As best as I understand, when they finally did overdose – fully intending to just get a new high – my sister’s Faithful Protector fell asleep in the other room.  She, meanwhile, became unconscious to the point where she stopped breathing.  I’m not sure what her thoughts were right before it happened, but I don’t think she expected Jason to find her hours later.  A few minutes, maybe.  But not this long.

            As a result, she died in a very “her” fashion – dragging things out and making my family suffer as much as possible.  She laid brain dead in the spare bedroom for two months while my mom and grandma kept her alive, praying she’d wake up.  The last month of the summer before I went off to college was spent watching my mom cling onto a hope that didn’t exist.  Marishka always managed to make situations worse than you thought they could be.

            I don’t want to do that, to die like my sister did.  If I go, I’ll be sure to go quickly.

 

            I see my little brother, Ian – the one who is biologically my sister’s child – and catch traces of my sister in him.  Sometimes he obsesses over small things.  Is he being a perfectionist, or is it something more?  Sometimes he gets really angry when he doesn’t get his way.  Is he being a normal temperamental five year-old, or is he having trouble controlling his emotions?

            Ian is entering Kindergarten in the fall and as he gets closer and closer to starting, he focuses more on what that will mean.  He asks how he’ll make friends, what the schoolwork will be like but the way he asks doesn’t just feel like a curious five-year-old asking about something new and excited – there is a hint of worry in his voice.  Like he has a thought that won’t leave his head.

            My parents try to help make the upcoming transition easier on him by working on math and puzzles and writing.  When he does well, he is incredibly excited; with math especially, he looks forward to learning.  When he tries to write though, he gets frustrated with his own handwriting.  He wants to do better and knows he can but doesn’t quite know how.  Sometimes it’s easier on him to just not write at all.

 

            My mother often tells me she raised me the same way she is raising my brothers and “I turned out just fine.”  I would like to believe that’s true, but I don’t think she realizes something very important: I grew up trying to not be like my sister.  My first little brother saw enough of my sister and has enough of his dad’s character to avoid becoming the kind of child my sister was.  Ian though?  He hasn’t had the bad in his life to show him what it means to be good.

            I see too much of my sister in Ian at times, and it’s painful.  I don’t want him to put my family through the same things my sister did.  I want to see him succeed; to use the talents and knowledge already beginning to show themselves to the most of his ability.  But most importantly, I don’t want him to get himself hurt.

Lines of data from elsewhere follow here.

//! Per-tick input snapshot.
//!
//! The window layer translates raw key events into [`Button`] presses and
//! releases; systems read `held` levels and `pressed` edges. Edges last one
//! tick: the owner calls [`InputState::clear_edges`] after each tick.

/// Logical buttons the simulation understands.
#[derive(Clone, Copy, Debug, PartialEq, Eq, Hash)]
pub enum Button {
    /// Walk left.
    MoveLeft,
    /// Walk right.
    MoveRight,
    /// Jump (edge-triggered).
    Jump,
    /// Run faster while held.
    Sprint,
}

const BUTTON_COUNT: usize = 4;

impl Button {
    /// Every button, in index order.
    pub const ALL: [Self; BUTTON_COUNT] = [Self::MoveLeft, Self::MoveRight, Self::Jump, Self::Sprint];

    const fn index(self) -> usize {
        match self {
            Button::MoveLeft => 0,
            Button::MoveRight => 1,
            Button::Jump => 2,
            Button::Sprint => 3,
        }
    }
}

/// Held levels and just-pressed edges for every [`Button`].
#[derive(Clone, Copy, Debug, Default, PartialEq, Eq)]
pub struct InputState {
    held: [bool; BUTTON_COUNT],
    pressed: [bool; BUTTON_COUNT],
}

impl InputState {
    /// Creates a state with nothing held.
    #[must_use]
    pub fn new() -> Self {
        Self::default()
    }

    /// Records a button going down. Raises the edge only on a transition.
    pub fn press(&mut self, button: Button) {
        let i = button.index();
        if !self.held[i] {
            self.pressed[i] = true;
        }
        self.held[i] = true;
    }

    /// Records a button going up.
    pub fn release(&mut self, button: Button) {
        self.held[button.index()] = false;
    }

    /// Drops this tick's edges, keeping held levels.
    pub fn clear_edges(&mut self) {
        self.pressed = [false; BUTTON_COUNT];
    }

    /// Returns true while the button is down.
    #[inline]
    #[must_use]
    pub fn held(&self, button: Button) -> bool {
        self.held[button.index()]
    }

    /// Returns true if the button went down since the last [`InputState::clear_edges`].
    #[inline]
    #[must_use]
    pub fn pressed(&self, button: Button) -> bool {
        self.pressed[button.index()]
    }

    /// Horizontal movement axis: right minus left, in `{-1, 0, 1}`.
    #[must_use]
    pub fn move_axis(&self) -> f32 {
        let mut axis = 0.0;
        if self.held(Button::MoveLeft) {
            axis -= 1.0;
        }
        if self.held(Button::MoveRight) {
            axis += 1.0;
        }
        axis
    }
}

#[cfg(test)]
mod tests {
    use super::*;

    #[test]
    fn test_press_edge_lasts_until_cleared() {
        let mut input = InputState::new();
        input.press(Button::Jump);
        assert!(input.held(Button::Jump));
        assert!(input.pressed(Button::Jump));

        input.clear_edges();
        assert!(input.held(Button::Jump));
        assert!(!input.pressed(Button::Jump));

        // Auto-repeat while held raises no new edge
        input.press(Button::Jump);
        assert!(!input.pressed(Button::Jump));

        input.release(Button::Jump);
        input.press(Button::Jump);
        assert!(input.pressed(Button::Jump));
    }

    #[test]
    fn test_move_axis() {
        let mut input = InputState::new();
        assert!(input.move_axis().abs() < f32::EPSILON);
        input.press(Button::MoveLeft);
        assert!((input.move_axis() + 1.0).abs() < f32::EPSILON);
        input.press(Button::MoveRight);
        assert!(input.move_axis().abs() < f32::EPSILON, "opposing buttons cancel");
        input.release(Button::MoveLeft);
        assert!((input.move_axis() - 1.0).abs() < f32::EPSILON);
    }

    #[test]
    fn test_all_buttons_distinct() {
        let mut input = InputState::new();
        for button in Button::ALL {
            input.press(button);
            assert_eq!(
                Button::ALL.iter().filter(|&&b| input.held(b)).count(),
                button.index() + 1
            );
        }
    }
}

            I just hope he becomes what my mom likes to believe he will, not what I’m scared to death he could become.

 

            The last time I went home for the weekend, my mom and I decided to watch a show together.  Before we started, Ian came in the room and we told him that he’d have to play downstairs until the show was over, a command that doesn’t usually go over too well.  Surprisingly, he obliged and left the room.

            “Huh, that could have gone worse,” I thought to myself.

            About fifteen minutes before the show was going to end, he came in once more.  We told him how much time was left, except to a different result.  He made that growling sort of “ERRRR!” noise kids make when they get upset and before we could try to reassure him he ran out of the room.

            A few seconds later, there was a loud noise.  He slammed the door with all the force a five-year-old can muster and it rang out all the way into my mother’s room.

            Unconsciously, I flinched.  The sound was all too familiar.